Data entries
—————

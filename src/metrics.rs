// SPDX-License-Identifier: AGPL-3.0-or-later
// Copyright (C) 2025 Blackman Artificial Intelligence Technologies Inc.

//! Metrics counters and the public snapshot types returned by
//! `get_metrics`/`get_queue_status`.

use std::time::Duration;

use serde::Serialize;

use crate::cost::{TaskCost, UsageSnapshot};
use crate::priority::TaskPriority;

/// Internal running counters, mutated only under the scheduler lock.
#[derive(Debug, Default)]
pub(crate) struct MetricsCounters {
    pub(crate) tasks_queued: u64,
    pub(crate) tasks_executed: u64,
    pub(crate) tasks_rejected: u64,
    /// Counts deferral *events* (one per pop-and-requeue during the top-N
    /// scan), not distinct deferred tasks. A persistently-unaffordable
    /// head inflates this counter across repeated `execute_next` calls,
    /// which is intentional: it is what makes head-of-line blocking
    /// observable.
    pub(crate) tasks_deferred: u64,
    pub(crate) tasks_currently_executing: u64,
    pub(crate) total_cost_spent: UsageSnapshot,
}

impl MetricsCounters {
    pub(crate) fn record_execution(&mut self, cost: &TaskCost) {
        self.tasks_executed += 1;
        self.total_cost_spent.api_calls += cost.api_calls as f64;
        self.total_cost_spent.compute_units += cost.compute_units;
        self.total_cost_spent.memory_mb += cost.memory_mb as f64;
    }

    pub(crate) fn record_rejection(&mut self) {
        self.tasks_rejected += 1;
    }

    pub(crate) fn record_deferral(&mut self) {
        self.tasks_deferred += 1;
    }
}

/// A point-in-time snapshot of scheduler counters and usage, as returned by
/// `Scheduler::metrics`.
#[derive(Debug, Clone, PartialEq, Serialize)]
pub struct SchedulerMetrics {
    /// Human-readable scheduler identifier, used as the task-id prefix.
    pub name: String,
    /// Number of tasks currently sitting in the queue.
    pub queue_size: usize,
    /// Total admissions ever recorded (not decremented on dispatch).
    pub tasks_queued: u64,
    /// Tasks that ran to completion successfully. A failing task is not
    /// counted here.
    pub tasks_executed: u64,
    /// Tasks rejected at submission by `reject_if_no_budget`.
    pub tasks_rejected: u64,
    /// Deferral events during top-N scans (see `MetricsCounters`).
    pub tasks_deferred: u64,
    /// Tasks currently running (dispatched, reservation held, callable not
    /// yet resolved).
    pub tasks_currently_executing: u64,
    /// Live reserved compute/memory usage right now.
    pub current_usage: UsageSnapshot,
    /// Cumulative cost of every task that has completed successfully.
    pub total_cost_spent: UsageSnapshot,
    /// API tokens currently available in the rate-limiting bucket.
    pub api_tokens_available: f64,
}

/// A point-in-time view of one queued task, as returned by
/// `Scheduler::queue_status`.
#[derive(Debug, Clone, PartialEq, Serialize)]
pub struct QueueEntry {
    /// The task's unique identifier.
    pub task_id: String,
    /// The task's priority level name (e.g. `"CRITICAL"`).
    pub priority: &'static str,
    /// The task's estimated resource cost.
    pub cost: TaskCost,
    /// Wall-clock age since submission.
    pub age: Duration,
    /// Frozen priority score used for queue ordering.
    pub priority_score: f64,
}

impl QueueEntry {
    pub(crate) fn new(
        task_id: String,
        priority: TaskPriority,
        cost: TaskCost,
        age: Duration,
        priority_score: f64,
    ) -> Self {
        Self {
            task_id,
            priority: priority.name(),
            cost,
            age,
            priority_score,
        }
    }
}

—————

| WORK ITEM |
The answer must consist of every line above that holds the string "impl", copied exactly.

| EXERCISE RESULT |
impl MetricsCounters {
impl QueueEntry {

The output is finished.